> **EXERCISE AIM**:
After locating the line that contains "Duration::from_nanos((60e9 / sanitize_bpm(bpm)" in the records below, write out exactly that line and each line after it through the one that contains "pub fn bpm(&self)", and nothing else.

START DATA TO PROCESS

// Read-only sound metadata: what a sound id is called and where it lives.

use std::collections::HashMap;
use std::path::Path;

use serde::{Deserialize, Serialize};

use super::colors::ColorAllocator;
use super::sound::{PadSound, SourceKind};
use crate::error::StoreResult;
use crate::loader::sample_loader::index_wav_in_dir;

const CATALOG_FILE: &str = "catalog.json";

#[derive(Clone, Debug, PartialEq, Serialize, Deserialize)]
#[serde(rename_all = "camelCase")]
pub struct SoundInfo {
    pub id: String,
    pub name: String,
    #[serde(default)]
    pub stored_path: Option<String>,
    pub kind: SourceKind,
}

impl SoundInfo {
    /// The pad-ready version of this sound, colored by `colors`.
    pub fn to_pad_sound(&self, colors: &mut ColorAllocator) -> PadSound {
        let sound = PadSound::new(&self.id, &self.name, self.kind).with_color(colors.color_for(&self.id));
        match &self.stored_path {
            Some(path) => sound.with_stored_path(path),
            None => sound,
        }
    }
}

pub trait SoundCatalog {
    fn lookup(&self, sound_id: &str) -> Option<SoundInfo>;
    fn entries(&self) -> Vec<SoundInfo>;
}

/// Predefined sounds are the WAVs in the sounds directory (id = file stem).
/// Uploaded and live sounds are listed in `<sounds dir>/catalog.json`.
#[derive(Clone, Debug, Default)]
pub struct DirectoryCatalog {
    entries: Vec<SoundInfo>,
    by_id: HashMap<String, usize>,
}

impl DirectoryCatalog {
    pub fn open(project_dir: &Path, sounds_dir: &str) -> StoreResult<Self> {
        let dir = project_dir.join(sounds_dir);
        let mut entries = Vec::new();

        for path in index_wav_in_dir(&dir)? {
            let Some(stem) = path.file_stem().and_then(|s| s.to_str()) else {
                continue;
            };
            let Some(file) = path.file_name().and_then(|s| s.to_str()) else {
                continue;
            };
            entries.push(SoundInfo {
                id: stem.to_string(),
                name: stem.replace(['_', '-'], " "),
                stored_path: Some(format!("{sounds_dir}/{file}")),
                kind: SourceKind::Predefined,
            });
        }

        let listed = dir.join(CATALOG_FILE);
        if listed.exists() {
            let data = std::fs::read_to_string(&listed)?;
            let extra: Vec<SoundInfo> = serde_json::from_str(&data)?;
            log::info!("catalog: {} extra sounds from {:?}", extra.len(), listed);
            entries.extend(extra);
        }

        log::info!("catalog: {} sounds", entries.len());
        Ok(Self::from_entries(entries))
    }

    /// Later duplicates of an id are ignored.
    pub fn from_entries(entries: Vec<SoundInfo>) -> Self {
        let mut catalog = Self::default();
        for info in entries {
            if catalog.by_id.contains_key(&info.id) {
                log::warn!("catalog: duplicate sound id {}, keeping the first", info.id);
                continue;
            }
            catalog.by_id.insert(info.id.clone(), catalog.entries.len());
            catalog.entries.push(info);
        }
        catalog
    }

    pub fn len(&self) -> usize {
        self.entries.len()
    }

    pub fn is_empty(&self) -> bool {
        self.entries.is_empty()
    }
}

impl SoundCatalog for DirectoryCatalog {
    fn lookup(&self, sound_id: &str) -> Option<SoundInfo> {
        self.by_id.get(sound_id).map(|&i| self.entries[i].clone())
    }

    fn entries(&self) -> Vec<SoundInfo> {
        self.entries.clone()
    }
}
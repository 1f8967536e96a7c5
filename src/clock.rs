// Time sources. Everything time-driven in the core (long-press timers, the
// step clock, late-buffer windows) takes `now` as a Duration since some
// session origin, so tests can drive it by hand.

use std::sync::Arc;
use std::sync::atomic::{AtomicU64, Ordering};
use std::time::{Duration, Instant};

pub trait Clock: Send + Sync {
    fn now(&self) -> Duration;
}

/// Wall clock, measured from when it was created.
#[derive(Clone, Debug)]
pub struct SystemClock {
    origin: Instant,
}

impl SystemClock {
    pub fn new() -> Self {
        Self { origin: Instant::now() }
    }
}

impl Default for SystemClock {
    fn default() -> Self {
        Self::new()
    }
}

impl Clock for SystemClock {
    fn now(&self) -> Duration {
        self.origin.elapsed()
    }
}

/// A clock that only moves when told to. Clones share the same time.
#[derive(Clone, Debug, Default)]
pub struct ManualClock {
    micros: Arc<AtomicU64>,
}

impl ManualClock {
    pub fn new() -> Self {
        Self::default()
    }

    pub fn set(&self, at: Duration) {
        self.micros.store(at.as_micros() as u64, Ordering::SeqCst);
    }

    pub fn advance(&self, by: Duration) {
        self.micros.fetch_add(by.as_micros() as u64, Ordering::SeqCst);
    }
}

impl Clock for ManualClock {
    fn now(&self) -> Duration {
        Duration::from_micros(self.micros.load(Ordering::SeqCst))
    }
}

#[cfg(test)]
mod tests {
    use super::*;

    #[test]
    fn manual_clock_is_shared_between_clones() {
        let a = ManualClock::new();
        let b = a.clone();
        a.advance(Duration::from_millis(250));
        assert_eq!(b.now(), Duration::from_millis(250));
        b.set(Duration::from_secs(2));
        assert_eq!(a.now(), Duration::from_secs(2));
    }

    #[test]
    fn system_clock_moves_forward() {
        let c = SystemClock::new();
        let t0 = c.now();
        std::thread::sleep(Duration::from_millis(2));
        assert!(c.now() > t0);
    }
}
//! Project configuration
//!
//! Stored as YAML at `<project>/.padloop/config.yaml`. Every section has
//! defaults, so a missing file, a missing section or a missing key all work.

use std::path::{Path, PathBuf};
use std::time::Duration;

use anyhow::{Context, Result};
use serde::de::DeserializeOwned;
use serde::{Deserialize, Serialize};

use crate::shared::{DEFAULT_BPM, DEFAULT_COLS, DEFAULT_ROWS};

pub const PADLOOP_DIR: &str = ".padloop";
const CONFIG_FILE: &str = "config.yaml";

#[derive(Clone, Debug, Default, PartialEq, Serialize, Deserialize)]
#[serde(default)]
pub struct Config {
    pub grid: GridSettings,
    pub gesture: GestureSettings,
    pub playback: PlaybackSettings,
    pub loader: LoaderSettings,
    pub storage: StorageSettings,
}

#[derive(Clone, Debug, PartialEq, Serialize, Deserialize)]
#[serde(default)]
pub struct GridSettings {
    pub rows: usize,
    pub cols: usize,
}

impl Default for GridSettings {
    fn default() -> Self {
        Self { rows: DEFAULT_ROWS, cols: DEFAULT_COLS }
    }
}

#[derive(Clone, Debug, PartialEq, Serialize, Deserialize)]
#[serde(default)]
pub struct GestureSettings {
    pub long_press_ms: u64,
    pub swipe_threshold_px: f32,
    /// How many pointer pixels one terminal column is worth
    pub cell_width_px: f32,
}

impl Default for GestureSettings {
    fn default() -> Self {
        Self {
            long_press_ms: 500,
            swipe_threshold_px: 30.0,
            cell_width_px: 8.0,
        }
    }
}

impl GestureSettings {
    pub fn long_press(&self) -> Duration {
        Duration::from_millis(self.long_press_ms)
    }
}

/// Which layers of a pad sound when its step comes up. A pad's step plays
/// its whole stack of layers; `current_sound_index` only picks what the pad
/// shows and what a swipe moves. `Current` is the one-layer-at-a-time
/// alternative.
#[derive(Clone, Copy, Debug, Default, PartialEq, Eq, Serialize, Deserialize)]
#[serde(rename_all = "lowercase")]
pub enum LayerMode {
    /// only the layer at `current_sound_index`
    Current,
    /// every layer on the pad at once
    #[default]
    All,
}

/// What to do with a buffer that finishes loading after its step has passed
#[derive(Clone, Copy, Debug, Default, PartialEq, Eq, Serialize, Deserialize)]
#[serde(rename_all = "lowercase")]
pub enum LatePolicy {
    /// discard it once its step window (one step duration) is over
    #[default]
    Drop,
    /// play it whenever it shows up
    Play,
}

#[derive(Clone, Debug, PartialEq, Serialize, Deserialize)]
#[serde(default)]
pub struct PlaybackSettings {
    pub default_bpm: f32,
    pub mute_ramp_ms: u64,
    pub layer_mode: LayerMode,
    pub late_policy: LatePolicy,
}

impl Default for PlaybackSettings {
    fn default() -> Self {
        Self {
            default_bpm: DEFAULT_BPM,
            mute_ramp_ms: 100,
            layer_mode: LayerMode::All,
            late_policy: LatePolicy::Drop,
        }
    }
}

#[derive(Clone, Debug, PartialEq, Serialize, Deserialize)]
#[serde(default)]
pub struct LoaderSettings {
    pub worker_threads: usize,
    /// Decode target when there is no output device to ask
    pub fallback_sample_rate: u32,
    pub sounds_dir: String,
}

impl Default for LoaderSettings {
    fn default() -> Self {
        Self {
            worker_threads: 2,
            fallback_sample_rate: 44100,
            sounds_dir: "sounds".to_string(),
        }
    }
}

#[derive(Clone, Debug, PartialEq, Serialize, Deserialize)]
#[serde(default)]
pub struct StorageSettings {
    /// Endpoint that turns a storage path into a signed download url
    pub signer_endpoint: Option<String>,
    pub timeout_secs: u64,
}

impl Default for StorageSettings {
    fn default() -> Self {
        Self { signer_endpoint: None, timeout_secs: 10 }
    }
}

// <project_dir>/.padloop/config.yaml
pub fn config_path(project_dir: &Path) -> PathBuf {
    project_dir.join(PADLOOP_DIR).join(CONFIG_FILE)
}

/// Load a YAML config, falling back to defaults if the file is missing or bad.
pub fn load_config<T>(path: &Path) -> T
where
    T: DeserializeOwned + Default,
{
    if !path.exists() {
        log::info!("load_config: {:?} doesn't exist, using defaults", path);
        return T::default();
    }

    match std::fs::read_to_string(path) {
        Ok(contents) => match serde_yaml::from_str::<T>(&contents) {
            Ok(config) => {
                log::info!("load_config: loaded {:?}", path);
                config
            }
            Err(e) => {
                log::warn!("load_config: failed to parse config: {}, using defaults", e);
                T::default()
            }
        },
        Err(e) => {
            log::warn!("load_config: failed to read config file: {}, using defaults", e);
            T::default()
        }
    }
}

/// Save a config as YAML, creating parent directories as needed.
pub fn save_config<T>(config: &T, path: &Path) -> Result<()>
where
    T: Serialize,
{
    if let Some(parent) = path.parent() {
        std::fs::create_dir_all(parent)
            .with_context(|| format!("failed to create config directory {:?}", parent))?;
    }
    let yaml = serde_yaml::to_string(config).context("failed to serialize config")?;
    std::fs::write(path, yaml).with_context(|| format!("failed to write config {:?}", path))?;
    log::info!("save_config: wrote {:?}", path);
    Ok(())
}
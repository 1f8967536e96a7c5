// Types shared between the core and whatever is hosting it (the TUI for now).
//
// The idea of the rendering process is the same as it always was:
//   - Only the middle layer (`PadSession`) owns pad, gesture and playback state.
//   - The host feeds it `InputEvent`s and calls `tick()` every frame.
//   - Each frame the host asks for a `DisplayState` and just draws it: pad
//     colors, the playhead, the tempo, the mute icon and the sound sheet.
//   - Anything the host needs to react to (open a sheet, show a toast) comes
//     back as a `PadEvent`.

use std::fmt;

pub const DEFAULT_ROWS: usize = 4;
pub const DEFAULT_COLS: usize = 4;
pub const MAX_PADS: usize = 64;
pub const MAX_SOUNDS_PER_PAD: usize = 8;

pub const DEFAULT_BPM: f32 = 120.0;
pub const MAX_BPM: f32 = 300.0;

// ye olde types
#[derive(Clone, Copy, Debug, PartialEq, Eq, Hash, PartialOrd, Ord)]
pub struct PadId(pub usize);

impl fmt::Display for PadId {
    fn fmt(&self, f: &mut fmt::Formatter<'_>) -> fmt::Result {
        write!(f, "pad {}", self.0)
    }
}

/// Identifies one pointer contact (a mouse button, a finger).
#[derive(Clone, Copy, Debug, PartialEq, Eq, Hash, Default)]
pub struct PointerId(pub u32);

/// Which way a swipe moves the pad's current sound index.
#[derive(Clone, Copy, Debug, PartialEq, Eq)]
pub enum CycleDirection {
    Forward,
    Backward,
}

impl CycleDirection {
    pub fn step(self) -> isize {
        match self {
            CycleDirection::Forward => 1,
            CycleDirection::Backward => -1,
        }
    }
}

#[derive(Clone, Debug, PartialEq)]
pub enum InputEvent {
    // raw pointer contact on a pad, x in pixels
    PointerDown { pointer: PointerId, pad: PadId, x: f32 },
    PointerMove { pointer: PointerId, x: f32 },
    PointerUp { pointer: PointerId },
    PointerCancel { pointer: PointerId }, // mouse-leave / touch-cancel

    // already-resolved intents, e.g. from keybinds
    TapPad(PadId),
    CyclePad(PadId, CycleDirection),
    ToggleSound { pad: PadId, sound_id: String },
    ClearPad(PadId),

    // transport
    TogglePlay,
    SetTempo(String), // raw text, sanitised by the sequencer
    NudgeTempo(f32),
    ToggleMute,

    Quit,
}

/// Things the host may want to react to. The session has already applied
/// the pad mutation by the time it hands one of these out.
#[derive(Clone, Debug, PartialEq)]
pub enum PadEvent {
    Tapped { pad: PadId, active: bool },
    LongPressed { pad: PadId }, // host opens the sound sheet for this pad
    Swiped { pad: PadId, direction: CycleDirection, current: usize },
    SoundToggled { pad: PadId, sound_id: String, added: bool },
    SoundRejected { pad: PadId, sound_id: String }, // unknown id or pad full
    Triggered { pad: PadId, step: usize, sound_id: String },
    PlaybackChanged { playing: bool },
    TempoChanged { bpm: f32 },
    MuteChanged { muted: bool },
}

#[derive(Clone, Debug, PartialEq)]
pub struct PadView {
    pub id: PadId,
    pub active: bool,
    pub sounding: bool, // active and has at least one sound
    pub color: Option<String>, // color of the current sound
    pub label: Option<String>, // name of the current sound
    pub layers: usize,
    pub current: usize,
}

#[derive(Clone, Debug)]
pub struct DisplayState {
    pub rows: usize,
    pub cols: usize,
    pub pads: Vec<PadView>,
    pub playing_step: Option<usize>,
    pub playing: bool,
    pub muted: bool,
    pub bpm: f32,
    pub display_text: String, // last thing worth telling the user about
}
// Signed download urls for objects in the storage backend.

use std::time::Duration;

use serde::Deserialize;

/// Turns a storage path into a time-limited download url. `None` means
/// "couldn't" (not found, backend down, no signer configured); callers move
/// on to whatever they'd try next.
pub trait UrlSigner: Send + Sync {
    fn sign(&self, stored_path: &str) -> Option<String>;
}

/// For setups without a storage backend.
#[derive(Debug, Default)]
pub struct NoSigner;

impl UrlSigner for NoSigner {
    fn sign(&self, _stored_path: &str) -> Option<String> {
        None
    }
}

#[derive(Deserialize)]
struct SignResponse {
    url: Option<String>,
}

/// Asks an HTTP endpoint: `GET <endpoint>?path=<stored path>`, expecting
/// `{"url": "..."}` back.
pub struct HttpSigner {
    endpoint: String,
    agent: ureq::Agent,
}

impl HttpSigner {
    pub fn new(endpoint: impl Into<String>, timeout: Duration) -> Self {
        Self {
            endpoint: endpoint.into(),
            agent: ureq::AgentBuilder::new().timeout(timeout).build(),
        }
    }
}

impl UrlSigner for HttpSigner {
    fn sign(&self, stored_path: &str) -> Option<String> {
        let response = match self.agent.get(&self.endpoint).query("path", stored_path).call() {
            Ok(r) => r,
            Err(ureq::Error::Status(404, _)) => {
                log::debug!("signer: {stored_path} not found");
                return None;
            }
            Err(e) => {
                log::warn!("signer request for {stored_path} failed: {e}");
                return None;
            }
        };
        match response.into_json::<SignResponse>() {
            Ok(SignResponse { url: Some(url) }) if !url.is_empty() => Some(url),
            Ok(_) => None,
            Err(e) => {
                log::warn!("signer returned junk for {stored_path}: {e}");
                None
            }
        }
    }
}
//! The step clock
//!
//! Walks a loop of `total_steps` steps at a tempo, one step per beat. Like
//! the gesture classifier it owns no timer: the owner calls [`Sequencer::poll`]
//! with the current time and gets back every step that came due, in order.
//! A late poll gets all the missed steps at once rather than skipping any.

use std::time::Duration;

use crate::shared::{DEFAULT_BPM, MAX_BPM};

pub mod player;

pub use player::{Player, Trigger, TriggerOutcome};

/// Keep a tempo inside (0, MAX_BPM]. Nonsense (zero, negative, NaN) falls
/// back to the default rather than erroring.
pub fn sanitize_bpm(bpm: f32) -> f32 {
    if !bpm.is_finite() || bpm <= 0.0 {
        log::debug!("tempo {bpm} is not usable, using {DEFAULT_BPM}");
        return DEFAULT_BPM;
    }
    bpm.min(MAX_BPM)
}

/// Tempo from user text. Empty or unparsable input gives the default.
pub fn parse_bpm(input: &str) -> f32 {
    match input.trim().parse::<f32>() {
        Ok(bpm) => sanitize_bpm(bpm),
        Err(_) => {
            log::debug!("tempo input {input:?} is not a number, using {DEFAULT_BPM}");
            DEFAULT_BPM
        }
    }
}

pub fn step_duration(bpm: f32) -> Duration {
    Duration::from_nanos((60e9 / sanitize_bpm(bpm) as f64).round() as u64)
}

#[derive(Clone, Copy, Debug, PartialEq, Eq, Default)]
pub struct PlaybackState {
    pub is_playing: bool,
    pub current_step: Option<usize>,
}

#[derive(Clone, Copy, Debug, PartialEq, Eq)]
pub struct StepTick {
    pub step: usize,
    pub due: Duration,
}

#[derive(Clone, Debug)]
pub struct Sequencer {
    total_steps: usize,
    bpm: f32,
    is_playing: bool,
    current_step: Option<usize>,
    next_tick_at: Option<Duration>, // the pending tick; None means no timer
}

impl Sequencer {
    pub fn new(total_steps: usize) -> Self {
        Self {
            total_steps,
            bpm: DEFAULT_BPM,
            is_playing: false,
            current_step: None,
            next_tick_at: None,
        }
    }

    pub fn bpm(&self) -> f32 {
        self.bpm
    }

    pub fn total_steps(&self) -> usize {
        self.total_steps
    }

    pub fn step_duration(&self) -> Duration {
        step_duration(self.bpm)
    }

    pub fn state(&self) -> PlaybackState {
        PlaybackState {
            is_playing: self.is_playing,
            current_step: self.current_step,
        }
    }

    /// Start from step 0, which fires immediately.
    pub fn start(&mut self, bpm: f32, now: Duration) -> Option<StepTick> {
        self.bpm = sanitize_bpm(bpm);
        if self.total_steps == 0 {
            log::warn!("nothing to sequence, not starting");
            return None;
        }
        self.is_playing = true;
        self.current_step = Some(0);
        self.next_tick_at = Some(now + self.step_duration());
        Some(StepTick { step: 0, due: now })
    }

    /// Every step that came due up to `now`, oldest first.
    pub fn poll(&mut self, now: Duration) -> Vec<StepTick> {
        let mut ticks = Vec::new();
        let step_len = self.step_duration();
        while let Some(due) = self.next_tick_at.filter(|&at| at <= now) {
            let step = self.current_step.map_or(0, |s| (s + 1) % self.total_steps);
            self.current_step = Some(step);
            self.next_tick_at = Some(due + step_len);
            ticks.push(StepTick { step, due });
        }
        if ticks.len() > 1 {
            log::debug!("sequencer caught up {} steps at once", ticks.len());
        }
        ticks
    }

    /// Cancel the pending tick and forget where we were.
    pub fn stop(&mut self) {
        self.is_playing = false;
        self.current_step = None;
        self.next_tick_at = None;
    }

    /// Change tempo. While playing this restarts the loop, so the phase goes
    /// back to step 0.
    pub fn set_tempo(&mut self, bpm: f32, now: Duration) -> Option<StepTick> {
        if self.is_playing {
            self.start(bpm, now)
        } else {
            self.bpm = sanitize_bpm(bpm);
            None
        }
    }
}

END DATA TO PROCESS

> **OUTPUT FOR THIS TASK**:
    Duration::from_nanos((60e9 / sanitize_bpm(bpm) as f64).round() as u64)
}

#[derive(Clone, Copy, Debug, PartialEq, Eq, Default)]
pub struct PlaybackState {
    pub is_playing: bool,
    pub current_step: Option<usize>,
}

#[derive(Clone, Copy, Debug, PartialEq, Eq)]
pub struct StepTick {
    pub step: usize,
    pub due: Duration,
}

#[derive(Clone, Debug)]
pub struct Sequencer {
    total_steps: usize,
    bpm: f32,
    is_playing: bool,
    current_step: Option<usize>,
    next_tick_at: Option<Duration>, // the pending tick; None means no timer
}

impl Sequencer {
    pub fn new(total_steps: usize) -> Self {
        Self {
            total_steps,
            bpm: DEFAULT_BPM,
            is_playing: false,
            current_step: None,
            next_tick_at: None,
        }
    }

    pub fn bpm(&self) -> f32 {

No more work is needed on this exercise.